Beware, the following is a collection of confused ideas that pop up every
few months. They all concern the way Lisp deals with interrupts and thread
cancellation.

Some background. Following SBCL we have fully supported process-kill and
process-interrupt using signal handlers. However POSIX demands various
things from a signal handler. One is that it should do very little. It is
not allowed to call almost any function:

http://www.opengroup.org/onlinepubs/009695399/functions/xsh_chap02_04.html
Currently we do not follow this document. When a signal is delivered to a
thread one of three things happen
  1* the signal is queued (forces periodic checks for interrupts)
  2* control is automatically transferred to an outer error handler
(longjmp)
  3* a lisp error handler is executed from the signal handler
The last two are obviously non-POSIX compliant.

For me there is no satisfactory solution so far. A possible extension we
tried once is
  3b* suspend the thread and execute the error handler in a separate thread

However this still does not solve an important problem: how do we handle
functions that lock a thread and for which it is not safe to use signals.

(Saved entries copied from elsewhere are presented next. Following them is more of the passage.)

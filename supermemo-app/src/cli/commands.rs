use crate::cli::opts::*;

use anyhow::{bail, Context, Result};
use serde::Serialize;
use std::path::Path;
use supermemo_core::{
    date_from_index, day_index, simulate_classic, simulate_plus_following, simulate_plus_on_days,
    ClassicItem, ClassicScheduler, ClassicStep, DayIndex, PlusConfig, PlusItem, PlusScheduler,
    PlusStep, SchedulerConfig,
};
use tracing::{debug, info};

pub fn run_cli(args: Cli) -> Result<()> {
    let config = load_config(args.config.as_deref())?;
    let classic = ClassicScheduler::new(config.classic);
    let plus = PlusScheduler::new(config.plus);
    let out = Output { json: args.json };

    match args.cmd {
        Command::Classic(cmd) => classic_cmd(&classic, &out, &cmd.qualities),
        Command::Plus(cmd) => plus_cmd(&plus, &out, cmd),
        Command::Demo => demo_cmd(&classic, &plus, &out),
    }
}

pub fn load_config(path: Option<&Path>) -> Result<SchedulerConfig> {
    let Some(path) = path else {
        return Ok(SchedulerConfig::default());
    };
    let raw = std::fs::read_to_string(path)
        .with_context(|| format!("reading config {}", path.display()))?;
    let config = SchedulerConfig::from_json(&raw)
        .with_context(|| format!("parsing config {}", path.display()))?;
    config.validate()?;
    info!(path = %path.display(), "loaded scheduler config");
    Ok(config)
}

fn classic_cmd(scheduler: &ClassicScheduler, out: &Output, qualities: &[i32]) -> Result<()> {
    out.classic_init(&scheduler.create())?;
    for step in simulate_classic(scheduler, qualities)? {
        out.classic_step(&step)?;
    }
    Ok(())
}

fn plus_cmd(scheduler: &PlusScheduler, out: &Output, cmd: PlusCmd) -> Result<()> {
    let run = run_plus(scheduler, &cmd)?;
    out.plus_init(&run.init)?;
    for step in &run.steps {
        out.plus_step(step, run.show_dates)?;
    }
    Ok(())
}

struct PlusRun {
    init: PlusItem,
    steps: Vec<PlusStep>,
    show_dates: bool,
}

/// An explicit start day or date replaces the configured initial review date,
/// so the first review measures elapsed time from the day the item was created.
fn run_plus(scheduler: &PlusScheduler, cmd: &PlusCmd) -> Result<PlusRun> {
    let start = match (cmd.start_date, cmd.start_day) {
        (Some(date), _) => Some(day_index(date)),
        (None, day) => day,
    };
    let scheduler = match start {
        Some(day) => PlusScheduler::new(PlusConfig {
            initial_review_date: day,
            ..scheduler.config().clone()
        }),
        None => scheduler.clone(),
    };
    let start_day = scheduler.config().initial_review_date;
    debug!(start_day, reviews = cmd.performances.len(), "running sm2+");

    let steps = if cmd.days.is_empty() {
        simulate_plus_following(&scheduler, start_day, &cmd.performances)?
    } else {
        let reviews = pair_reviews(&cmd.days, &cmd.performances)?;
        simulate_plus_on_days(&scheduler, start_day, &reviews)?
    };

    Ok(PlusRun {
        init: scheduler.create(start_day),
        steps,
        show_dates: cmd.start_date.is_some(),
    })
}

fn demo_cmd(classic: &ClassicScheduler, plus: &PlusScheduler, out: &Output) -> Result<()> {
    classic_cmd(classic, out, &[2, 4, 5, 3])?;
    out.separator();

    let following = PlusCmd {
        performances: vec![0.7, 0.2, 1.0, 1.0],
        start_day: None,
        start_date: None,
        days: Vec::new(),
    };
    plus_cmd(plus, out, following)?;
    out.separator();

    let daily = PlusCmd {
        performances: vec![1.0; 4],
        start_day: None,
        start_date: None,
        days: vec![2, 3, 4, 5],
    };
    plus_cmd(plus, out, daily)
}

fn pair_reviews(days: &[DayIndex], performances: &[f64]) -> Result<Vec<(DayIndex, f64)>> {
    if days.len() != performances.len() {
        bail!(
            "got {} --on days for {} performances",
            days.len(),
            performances.len()
        );
    }
    Ok(days.iter().copied().zip(performances.iter().copied()).collect())
}

struct Output {
    json: bool,
}

#[derive(Serialize)]
struct Init<'a, T> {
    init: &'a T,
}

impl Output {
    fn emit<T: Serialize>(&self, value: &T) -> Result<()> {
        println!("{}", serde_json::to_string(value)?);
        Ok(())
    }

    fn classic_init(&self, item: &ClassicItem) -> Result<()> {
        if self.json {
            return self.emit(&Init { init: item });
        }
        println!("init\tef={:.4}\tinterval={}", item.easiness_factor, item.interval);
        Ok(())
    }

    fn classic_step(&self, step: &ClassicStep) -> Result<()> {
        if self.json {
            return self.emit(step);
        }
        println!(
            "q={}\t{:?}\tef={:.4}\tinterval={}",
            step.quality, step.transition, step.item.easiness_factor, step.item.interval
        );
        Ok(())
    }

    fn plus_init(&self, item: &PlusItem) -> Result<()> {
        if self.json {
            return self.emit(&Init { init: item });
        }
        println!("init\t{}", plus_fields(item));
        Ok(())
    }

    fn plus_step(&self, step: &PlusStep, show_dates: bool) -> Result<()> {
        if self.json {
            return self.emit(step);
        }
        let day = match date_from_index(step.day) {
            Some(date) if show_dates => date.to_string(),
            _ => step.day.to_string(),
        };
        println!(
            "day={}\tp={}\t{:?}\t{}",
            day,
            step.performance,
            step.transition,
            plus_fields(&step.item)
        );
        Ok(())
    }

    fn separator(&self) {
        if !self.json {
            println!("-----------------");
        }
    }
}

fn plus_fields(item: &PlusItem) -> String {
    format!(
        "overdue={:.4}\tdifficulty={:.4}\tweight={:.4}\tdays={:.4}",
        item.percent_overdue, item.difficulty, item.difficulty_weight, item.days_between_reviews
    )
}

I
am currently thinking of mp:get-lock, but there are a variety of other
functions, C or Lisp, external or internal. These are functions that
contradict user's expectations:
  * It is not safe to interrupt them
  * Yet they may cause a thread to run forever.

I believe all these problems arise from Common Lisp's users expectations,
for which the language should provide the flexibility of an interpreted
environment, and also in the implementations themselves, for which the
multithreading API is in many cases still rooted on preemptive
multithreading paradigms. However, in many other programming environments
(Java, Python, C, ...) thread cancellation and interrupts either have been
strongly deprecated, very much restricted or simply do not exist.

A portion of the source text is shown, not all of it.